[[ Data supplied, beginning ]]
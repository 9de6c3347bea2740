//! Owned route-graph engine.
//!
//! [`RouteGraphEngine`] holds the current [`GraphSnapshot`] behind a
//! swap-on-build reference. A build constructs the whole snapshot before
//! taking the write lock, so readers either see the previous graph or the new
//! one and never a partially built state. Queries clone the snapshot `Arc`
//! and run without holding any lock.

use std::fmt;
use std::sync::{Arc, PoisonError, RwLock};

use tracing::{debug, info, warn};

use crate::airport::{Airport, AirportSet};
use crate::error::{Error, Result};
use crate::geo::CostModel;
use crate::graph::{build_graph, RouteGraph};
use crate::routing::{self, OptimizationResult, RouteMetric, RouteRequest};

/// Immutable airport set and graph produced by one build.
#[derive(Debug, Clone)]
pub struct GraphSnapshot {
    airports: AirportSet,
    graph: RouteGraph,
    cost_model: CostModel,
}

impl GraphSnapshot {
    /// Validate `airports` and derive the complete route graph.
    pub fn build(airports: impl IntoIterator<Item = Airport>, cost_model: CostModel) -> Result<Self> {
        let airports = AirportSet::new(airports)?;
        let graph = build_graph(&airports, &cost_model);
        Ok(Self {
            airports,
            graph,
            cost_model,
        })
    }

    /// Validated airports in input order.
    pub fn airports(&self) -> &AirportSet {
        &self.airports
    }

    /// The complete route graph.
    pub fn graph(&self) -> &RouteGraph {
        &self.graph
    }

    /// Model the route weights were derived with.
    pub fn cost_model(&self) -> &CostModel {
        &self.cost_model
    }

    /// Checked query against this snapshot.
    pub fn plan_route(&self, request: &RouteRequest) -> Result<OptimizationResult> {
        routing::plan_route(&self.airports, &self.graph, request)
    }

    /// Like [`GraphSnapshot::plan_route`], discarding the error.
    pub fn optimize_route(
        &self,
        origin: &str,
        destination: &str,
        metric: RouteMetric,
    ) -> Option<OptimizationResult> {
        self.plan_route(&RouteRequest::new(origin, destination, metric))
            .ok()
    }
}

/// Route-optimization engine over a replaceable airport network.
///
/// The engine is `Send + Sync`; share it behind an `Arc`.
pub struct RouteGraphEngine {
    cost_model: CostModel,
    current: RwLock<Option<Arc<GraphSnapshot>>>,
}

impl RouteGraphEngine {
    /// Create an engine with the default cost model and no graph.
    pub fn new() -> Self {
        Self::with_cost_model(CostModel::default())
    }

    /// Create an unbuilt engine that prices routes with `cost_model`.
    pub fn with_cost_model(cost_model: CostModel) -> Self {
        Self {
            cost_model,
            current: RwLock::new(None),
        }
    }

    /// Create an engine and build it from `airports` in one step.
    pub fn from_airports(airports: impl IntoIterator<Item = Airport>) -> Result<Self> {
        let engine = Self::new();
        engine.build_graph(airports)?;
        Ok(engine)
    }

    /// Model applied to every subsequent build.
    pub fn cost_model(&self) -> &CostModel {
        &self.cost_model
    }

    /// Replace the current network with one built from `airports`.
    ///
    /// On error (duplicate code, invalid airport) the previously built graph
    /// stays in place.
    pub fn build_graph(&self, airports: impl IntoIterator<Item = Airport>) -> Result<()> {
        let snapshot = match GraphSnapshot::build(airports, self.cost_model) {
            Ok(snapshot) => snapshot,
            Err(err) => {
                warn!(error = %err, "rejected airport set; keeping previous graph");
                return Err(err);
            }
        };
        let airports = snapshot.airports.len();
        let routes = snapshot.graph.route_count();

        let mut current = self.current.write().unwrap_or_else(PoisonError::into_inner);
        *current = Some(Arc::new(snapshot));
        drop(current);

        info!(airports, routes, "route graph swapped in");
        Ok(())
    }

    /// The current snapshot, if a graph has been built.
    pub fn snapshot(&self) -> Option<Arc<GraphSnapshot>> {
        self.current
            .read()
            .unwrap_or_else(PoisonError::into_inner)
            .clone()
    }

    /// Whether at least one build has succeeded.
    pub fn is_built(&self) -> bool {
        self.snapshot().is_some()
    }

    /// Current airports in input order; empty before the first build.
    pub fn list_airports(&self) -> Vec<Airport> {
        self.snapshot()
            .map(|snapshot| snapshot.airports.as_slice().to_vec())
            .unwrap_or_default()
    }

    /// Directed routes in the current graph; 0 before the first build.
    pub fn route_count(&self) -> usize {
        self.snapshot()
            .map(|snapshot| snapshot.graph.route_count())
            .unwrap_or(0)
    }

    /// Checked query: explains why no route was produced.
    pub fn plan_route(&self, request: &RouteRequest) -> Result<OptimizationResult> {
        let snapshot = self.snapshot().ok_or(Error::GraphNotBuilt)?;
        debug!(
            origin = %request.origin,
            destination = %request.destination,
            metric = %request.metric,
            "planning route"
        );
        snapshot.plan_route(request)
    }

    /// Optimal route between two codes, or `None` when the query is invalid,
    /// the graph is unbuilt or the destination is unreachable.
    pub fn optimize_route(
        &self,
        origin: &str,
        destination: &str,
        metric: RouteMetric,
    ) -> Option<OptimizationResult> {
        self.plan_route(&RouteRequest::new(origin, destination, metric))
            .ok()
    }
}

impl Default for RouteGraphEngine {
    fn default() -> Self {
        Self::new()
    }
}

impl fmt::Debug for RouteGraphEngine {
    fn fmt(&self, f: &mut fmt::Formatter<'_>) -> fmt::Result {
        let snapshot = self.snapshot();
        f.debug_struct("RouteGraphEngine")
            .field("cost_model", &self.cost_model)
            .field("built", &snapshot.is_some())
            .field(
                "airports",
                &snapshot.as_ref().map(|s| s.airports.len()).unwrap_or(0),
            )
            .finish()
    }
}

#[cfg(test)]
mod tests {
    use super::*;
    use crate::dataset::sample_airports;

    #[test]
    fn unbuilt_engine_reports_graph_not_built() {
        let engine = RouteGraphEngine::new();
        assert!(!engine.is_built());
        assert!(engine.list_airports().is_empty());
        assert!(matches!(
            engine.plan_route(&RouteRequest::cheapest("JFK", "LAX")),
            Err(Error::GraphNotBuilt)
        ));
        assert!(engine
            .optimize_route("JFK", "LAX", RouteMetric::Cost)
            .is_none());
    }

    #[test]
    fn engine_is_send_and_sync() {
        fn assert_send_sync<T: Send + Sync>() {}
        assert_send_sync::<RouteGraphEngine>();
    }

    #[test]
    fn debug_output_summarises_state() {
        let engine = RouteGraphEngine::from_airports(sample_airports()).expect("build");
        let rendered = format!("{engine:?}");
        assert!(rendered.contains("built: true"), "{rendered}");
        assert!(rendered.contains("airports: 8"), "{rendered}");
    }
}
[[ Data supplied, end ]]
▸ Work request
The required output is every line above from the one with "use crate::geo::CostModel;" down to the one with "let graph = build_graph(&airports, &cost_model);", restated word for word, ends included.

▸ Finished exercise
use crate::geo::CostModel;
use crate::graph::{build_graph, RouteGraph};
use crate::routing::{self, OptimizationResult, RouteMetric, RouteRequest};

/// Immutable airport set and graph produced by one build.
#[derive(Debug, Clone)]
pub struct GraphSnapshot {
    airports: AirportSet,
    graph: RouteGraph,
    cost_model: CostModel,
}

impl GraphSnapshot {
    /// Validate `airports` and derive the complete route graph.
    pub fn build(airports: impl IntoIterator<Item = Airport>, cost_model: CostModel) -> Result<Self> {
        let airports = AirportSet::new(airports)?;
        let graph = build_graph(&airports, &cost_model);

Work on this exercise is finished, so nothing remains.